A total of 16 teams qualified to play in the final tournament, including Saudi Arabia who qualified automatically as host country.

==Draw==
Of the 47 AFC member associations, a total of 45 teams entered the competition.

A draw was held on 29 May 2025, at 15:00 (UTC+8) on the AFC House in Kuala Lumpur, Malaysia.

The teams were seeded based on a points system derived from their final rankings across the previous three editions of the Finals (2020, 2022, and 2024). Teams that indicated their intention to serve as qualification group hosts before the draw were placed in separate groups.
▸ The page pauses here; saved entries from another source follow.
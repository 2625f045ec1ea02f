//! Error types for `diet-core`.

use thiserror::Error;
use uuid::Uuid;

#[derive(Debug, Error)]
pub enum Error {
  /// The session token was missing or is not bound to any user. Both cases
  /// share one variant so callers cannot tell them apart.
  #[error("unauthorized")]
  Unauthorized,

  #[error("meal not found: {0}")]
  MealNotFound(Uuid),

  #[error("store error: {0}")]
  Store(#[source] Box<dyn std::error::Error + Send + Sync>),
}

impl Error {
  /// Wrap a backend error.
  pub fn store<E>(e: E) -> Self
  where
    E: std::error::Error + Send + Sync + 'static,
  {
    Self::Store(Box::new(e))
  }
}

pub type Result<T, E = Error> = std::result::Result<T, E>;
Saudi Arabia automatically qualified for the final tournament as hosts, thus the remaining 44 teams entered the qualification.

|  | Pot 1 | Pot 2 | Pot 3 | Pot 4 |
|---|---|---|---|---|
| Host pot | Vietnam (5); Qatar (7); Thailand (8); Jordan (9); Tajikistan (10); United Arab Emirates (11); | Indonesia (12); China (17); Cambodia (22); | Myanmar (23); Kyrgyzstan (26); |  |
| Remaining Teams | Uzbekistan (1); Japan (2); Iraq (3); South Korea (4); Australia (6); | Kuwait (13); Iran (14); Turkmenistan (15); Malaysia (16); Bahrain (18); Palestine (19); Syria (20); Yemen (21); | Oman (24); Singapore (25); India (27); Lebanon (28); Laos (29); Timor-Leste (30); Chinese Taipei (31); Philippines (32); Hong Kong (33); | Afghanistan (34); Bangladesh (35); Mongolia (36); Guam (37); Pakistan (38); Macau (39); Nepal (40); Brunei (41); Sri Lanka (42); Bhutan (43); Northern Mariana Islands (44); |

| Did not enter |
|---|
| Maldives; North Korea; |

==Eligibility==
Players born on or after 1 January 2003 were eligible to participate, in accordance with the age criteria set by the Asian Football Confederation.

==Format==
The 44 teams were divided into eleven groups of four teams each. In each group, teams played each other once at a centralized venue. The eleven group winners and the four best runners-up qualified for the final tournament.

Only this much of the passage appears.